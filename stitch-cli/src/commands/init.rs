//! `stitch init [PATH] --name <name> --base-url <url>`

use std::path::PathBuf;

use anyhow::{Context as _, Result};
use clap::Args;

use stitch_core::project;
use stitch_sync::HashCache;

use super::Context;

/// Initialize a stitch project.
#[derive(Args, Debug)]
pub struct InitArgs {
    /// Project root (default: the `-C` directory or the current directory).
    pub path: Option<PathBuf>,

    /// Project name. Defaults to the directory name.
    #[arg(long, short = 'n')]
    pub name: Option<String>,

    /// Root URL of the platform's customization API.
    #[arg(long, value_name = "URL")]
    pub base_url: String,
}

impl InitArgs {
    pub fn run(self, ctx: &Context) -> Result<()> {
        let path = match self.path {
            Some(path) => path,
            None => ctx.start_dir()?,
        };
        std::fs::create_dir_all(&path)
            .with_context(|| format!("cannot create '{}'", path.display()))?;
        let root = path
            .canonicalize()
            .with_context(|| format!("cannot resolve path '{}'", path.display()))?;

        let name = match self.name {
            Some(name) => name,
            None => root
                .file_name()
                .map(|n| n.to_string_lossy().into_owned())
                .context("cannot derive a project name from the path; pass --name")?,
        };

        let existed = project::config_path(&root).exists();
        let config = project::init_at(&root, &name, &self.base_url)
            .with_context(|| format!("failed to init '{}'", root.display()))?;

        let cache = HashCache::open(&root, &ctx.scope);
        if !cache.path().exists() && !cache.save() {
            anyhow::bail!("could not create hash cache at '{}'", cache.path().display());
        }

        if existed {
            println!("✓ '{}' is already a stitch project", config.name);
        } else {
            println!("✓ Initialized '{}' at {}", config.name, root.display());
        }
        println!("  Config: {}", project::config_path(&root).display());
        println!("  Remote: {}", config.base_url);
        Ok(())
    }
}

# [WORK ORDER]
Each line above is to be repeated exactly.

# [RESPONSE BELOW]
filename stitch-cli/src/commands/init.rs
//! `stitch init [PATH] --name <name> --base-url <url>`

use std::path::PathBuf;

use anyhow::{Context as _, Result};
use clap::Args;

use stitch_core::project;
use stitch_sync::HashCache;

use super::Context;

/// Initialize a stitch project.
#[derive(Args, Debug)]
pub struct InitArgs {
    /// Project root (default: the `-C` directory or the current directory).
    pub path: Option<PathBuf>,

    /// Project name. Defaults to the directory name.
    #[arg(long, short = 'n')]
    pub name: Option<String>,

    /// Root URL of the platform's customization API.
    #[arg(long, value_name = "URL")]
    pub base_url: String,
}

impl InitArgs {
    pub fn run(self, ctx: &Context) -> Result<()> {
        let path = match self.path {
            Some(path) => path,
            None => ctx.start_dir()?,
        };
        std::fs::create_dir_all(&path)
            .with_context(|| format!("cannot create '{}'", path.display()))?;
        let root = path
            .canonicalize()
            .with_context(|| format!("cannot resolve path '{}'", path.display()))?;

        let name = match self.name {
            Some(name) => name,
            None => root
                .file_name()
                .map(|n| n.to_string_lossy().into_owned())
                .context("cannot derive a project name from the path; pass --name")?,
        };

        let existed = project::config_path(&root).exists();
        let config = project::init_at(&root, &name, &self.base_url)
            .with_context(|| format!("failed to init '{}'", root.display()))?;

        let cache = HashCache::open(&root, &ctx.scope);
        if !cache.path().exists() && !cache.save() {
            anyhow::bail!("could not create hash cache at '{}'", cache.path().display());
        }

        if existed {
            println!("✓ '{}' is already a stitch project", config.name);
        } else {
            println!("✓ Initialized '{}' at {}", config.name, root.display());
        }
        println!("  Config: {}", project::config_path(&root).display());
        println!("  Remote: {}", config.base_url);
        Ok(())
    }
}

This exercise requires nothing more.